Im Rahmen der Umgestaltung wird die Linie 278 verlängert, um das Wohngebiet „Kreskenhof“ in Holsterhausen erstmals anzubinden. Der Abschnitt zwischen der Wennemarstraße und dem Kreskenhof wird in der Hauptverkehrszeit mit Kraftomnibussen bedient, während in der Schwachverkehrszeit ein bedarfsgesteuerter TaxiBus zum Einsatz kommt. Zudem wird die Linie 2078 stündlich über die Gahlener Straße bis zum ZOB Dorsten verkehren.

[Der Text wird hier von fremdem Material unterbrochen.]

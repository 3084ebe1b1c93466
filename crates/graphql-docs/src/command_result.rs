use crate::output_utils;
use std::process::ExitCode;

/// The captured output of a command, written out by [`CommandResult::emit`]
/// once the command finishes.
#[derive(Debug)]
pub(crate) struct CommandResult {
    pub exit_code: ExitCode,
    pub stderr: Option<String>,
    pub stdout: Option<String>,
}

impl CommandResult {
    /// Prints the captured stdout then stderr, and returns the exit code the
    /// process should finish with.
    pub fn emit(self) -> ExitCode {
        if let Some(stdout) = self.stdout {
            println!("{stdout}");
        }
        if let Some(stderr) = self.stderr {
            eprintln!("{stderr}");
        }
        self.exit_code
    }

    pub fn stderr(fmt_args: std::fmt::Arguments<'_>) -> Self {
        Self {
            exit_code: ExitCode::FAILURE,
            stderr: Some(format!("{fmt_args}")),
            stdout: None,
        }
    }

    pub fn stdout(fmt_args: std::fmt::Arguments<'_>) -> Self {
        Self {
            exit_code: ExitCode::SUCCESS,
            stderr: None,
            stdout: Some(format!("{fmt_args}")),
        }
    }
}

/// Reports the error, and every context layered onto it, as a failure.
impl From<anyhow::Error> for CommandResult {
    fn from(err: anyhow::Error) -> Self {
        Self::stderr(format_args!("{} {err:#}", output_utils::RED_X))
    }
}
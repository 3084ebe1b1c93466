use crate::ast::cst;
use crate::schema::DocsSchema;
use crate::AppliedArgument;
use crate::DirectiveUsage;
use crate::LiteralConversionError;
use crate::ValueLiteral;

pub(super) fn build_schema(sdl: &str) -> DocsSchema {
    DocsSchema::builder()
        .load_str(None, sdl)
        .expect("schema parses")
        .build()
        .expect("schema builds")
}

pub(super) fn usage(name: &str, args: Vec<(&str, ValueLiteral)>) -> DirectiveUsage {
    DirectiveUsage::new(
        name,
        args.into_iter()
            .map(|(arg_name, value)| AppliedArgument::new(arg_name, value))
            .collect(),
    )
}

/// Parses `value_src` as a field argument in a query document, where
/// variables are permitted, and converts it.
pub(super) fn parse_literal(
    value_src: &str,
) -> Result<ValueLiteral, LiteralConversionError> {
    let src = format!("{{ f(v: {value_src}) }}");
    let tree = apollo_parser::Parser::new(&src).parse();
    assert_eq!(tree.errors().len(), 0, "`{value_src}` should parse");

    let Some(cst::Definition::OperationDefinition(op)) =
        tree.document().definitions().next() else {
        panic!("Expected an operation for `{src}`");
    };
    let Some(cst::Selection::Field(field)) =
        op.selection_set().and_then(|set| set.selections().next()) else {
        panic!("Expected a field selection for `{src}`");
    };
    let value = field.arguments()
        .and_then(|args| args.arguments().next())
        .and_then(|arg| arg.value())
        .expect("field argument has a value");

    ValueLiteral::from_cst(&value)
}
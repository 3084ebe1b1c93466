mod tags;

use crate::Cli;
use crate::CommandResult;
pub(crate) use tags::TagsCmd;

#[derive(Debug, clap::Parser)]
#[command(name = "graphql-docs")]
pub(crate) enum CommandEnum {
    /// Print the directive tag computed for every directive usage in a schema.
    Tags(Box<TagsCmd>),
}
impl CommandEnum {
    pub(crate) async fn run(self, cli: Cli) -> CommandResult {
        match self {
            Self::Tags(cmd) => cmd.run(cli).await
        }
    }
}
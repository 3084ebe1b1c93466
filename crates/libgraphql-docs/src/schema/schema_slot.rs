use crate::schema::DocsSchema;
use crate::schema::SchemaService;
use crate::schema::SchemaServiceError;
use crate::ArgumentDefinition;
use crate::DirectiveDefinition;
use std::sync::OnceLock;

/// A [`SchemaService`] whose [`DocsSchema`] is filled in after construction,
/// e.g. by a background loader.
///
/// Until [`SchemaSlot::fill()`] is called every lookup reports
/// [`SchemaServiceError::NotLoaded`]. A slot can be filled at most once.
#[derive(Debug, Default)]
pub struct SchemaSlot {
    schema: OnceLock<DocsSchema>,
}
impl SchemaSlot {
    /// Stores `schema` in this slot. If the slot was already filled, the
    /// rejected schema is handed back.
    pub fn fill(&self, schema: DocsSchema) -> Result<(), DocsSchema> {
        self.schema.set(schema)?;
        log::debug!("Schema slot filled.");
        Ok(())
    }

    pub fn get(&self) -> Option<&DocsSchema> {
        self.schema.get()
    }

    pub fn is_loaded(&self) -> bool {
        self.schema.get().is_some()
    }

    pub fn new() -> Self {
        Self::default()
    }

    fn loaded(&self) -> Result<&DocsSchema, SchemaServiceError> {
        self.schema.get().ok_or(SchemaServiceError::NotLoaded)
    }
}
impl SchemaService for SchemaSlot {
    fn is_allowed_directive(
        &self,
        directive_name: &str,
    ) -> Result<bool, SchemaServiceError> {
        self.loaded()?.is_allowed_directive(directive_name)
    }

    fn directive(
        &self,
        directive_name: &str,
    ) -> Result<Option<&DirectiveDefinition>, SchemaServiceError> {
        self.loaded()?.directive(directive_name)
    }

    fn allowed_arguments<'def>(
        &self,
        definition: &'def DirectiveDefinition,
    ) -> Result<Vec<&'def ArgumentDefinition>, SchemaServiceError> {
        self.loaded()?.allowed_arguments(definition)
    }
}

Die Linie 276 wird ab der Haltestelle Gahlener Straße stündlich bis nach Dorsten-Östrich verlängert.
Gleichzeitig sieht das Konzept eine Einkürzung der Linie 296 vor, die künftig nur noch zwischen dem ZOB Dorsten und Altendorf-Ulfkotte verkehrt. Die Haltestellen Bussardstraße und In der Miere werden durch die TaxiBus-Linie 292 bedient. Die Taxibuslinie TB216 entfällt aufgrund der geringen Fahrgastnachfrage und der neuen Linienführung der 278 vollständig. Durch die Maßnahmen wird eine Leistungssteigerung von rund 13.633 Kilometern pro Jahr erwartet.